Viewers typically expect Black artists to focus on particular aspects of their social and political identities within their work. Where might those expectations come from? Still life, abstraction, and collage may express many different things about artists’ interior lives and their visual and social observation, whether connected to public manifestations of identity or not.

William Carter’s mid-century still life Untitled presents a group of vibrantly colored bottles that invite the viewer’s gaze, set against a similarly colorful background with floral elements like grapes and leaves. They give evidence of conviviality and might be interpreted as symbols of social gatherings, but they could also just be a collection of pleasing forms. We might put Carter’s still life in dialogue with that of Jonathan Green, who became close friends with Carter while living in Chicago. Green’s close-up view of an eloquently simple composition presents oranges, a pear, and a lemon in front of two vessels. Works like this piece call the viewer to examine the objects the artist chose to include, to consider how they interact with each other like bodies in space, and to reflect on their meaning within the traditional genre of still life painting.

Collage might suggest the piecing together of identity from different components that might not usually coexist, giving room for more expansive imaginations of meaning than a straightforward representational image might allow. It could also just be an inventive way of combining colors, shapes, and textures. Allen Stringfellow’s Untitled, a collage from 1962, brings familiar motifs from still life—fruit and flowers, desserts and glassware—together with imagery of artist’s models and performers. Layered with paint and tissue paper that frustrate the viewer’s attempt to get clarity on the subject matter, the bursts of form and colors hint at the splashy abstraction of Stringfellow’s untitled, textured painting made from house paint and particulate on cardboard. Here the artist tests commonly found materials to create new textures and plays with the creation of colors and finishes that diverge from “Western” academic painting methods.
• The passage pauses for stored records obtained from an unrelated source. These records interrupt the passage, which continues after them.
use crate::models::DbUser;
use eyre::Result;
use sqlx::PgExecutor;

pub async fn create_user<'e, E: PgExecutor<'e>>(
    executor: E,
    email: Option<&str>,
    first_name: Option<&str>,
    last_name: Option<&str>,
) -> Result<DbUser> {
    let user = sqlx::query_as::<_, DbUser>(
        r#"
        INSERT INTO users (email, first_name, last_name)
        VALUES ($1, $2, $3)
        RETURNING id, email, first_name, last_name
        "#,
    )
    .bind(email)
    .bind(first_name)
    .bind(last_name)
    .fetch_one(executor)
    .await?;

    tracing::debug!("User created: id={}", user.id);
    Ok(user)
}

/// Contacts for the given ids. Soft-deleted users are left out.
pub async fn get_contacts<'e, E: PgExecutor<'e>>(executor: E, ids: &[i64]) -> Result<Vec<DbUser>> {
    let users = sqlx::query_as::<_, DbUser>(
        r#"
        SELECT id, email, first_name, last_name
        FROM users
        WHERE id = ANY($1) AND is_deleted = FALSE
        ORDER BY id ASC
        "#,
    )
    .bind(ids)
    .fetch_all(executor)
    .await?;

    Ok(users)
}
In The Waiting, Arnold constructs a large collage from different paper components, lace, and paint. In the piece, elements of European and African art are placed in dialogue with one another, while some figures appear alone and isolated, others in large groups. Without giving easy answers, Arnold implies questions about social issues. Who is waiting, and for what? In his Love Sign II, which bears the words “Love is Universal,” Arnold asserts the equal validity of all types of romantic affection and love, utilizing collage to convey a more straightforward political message.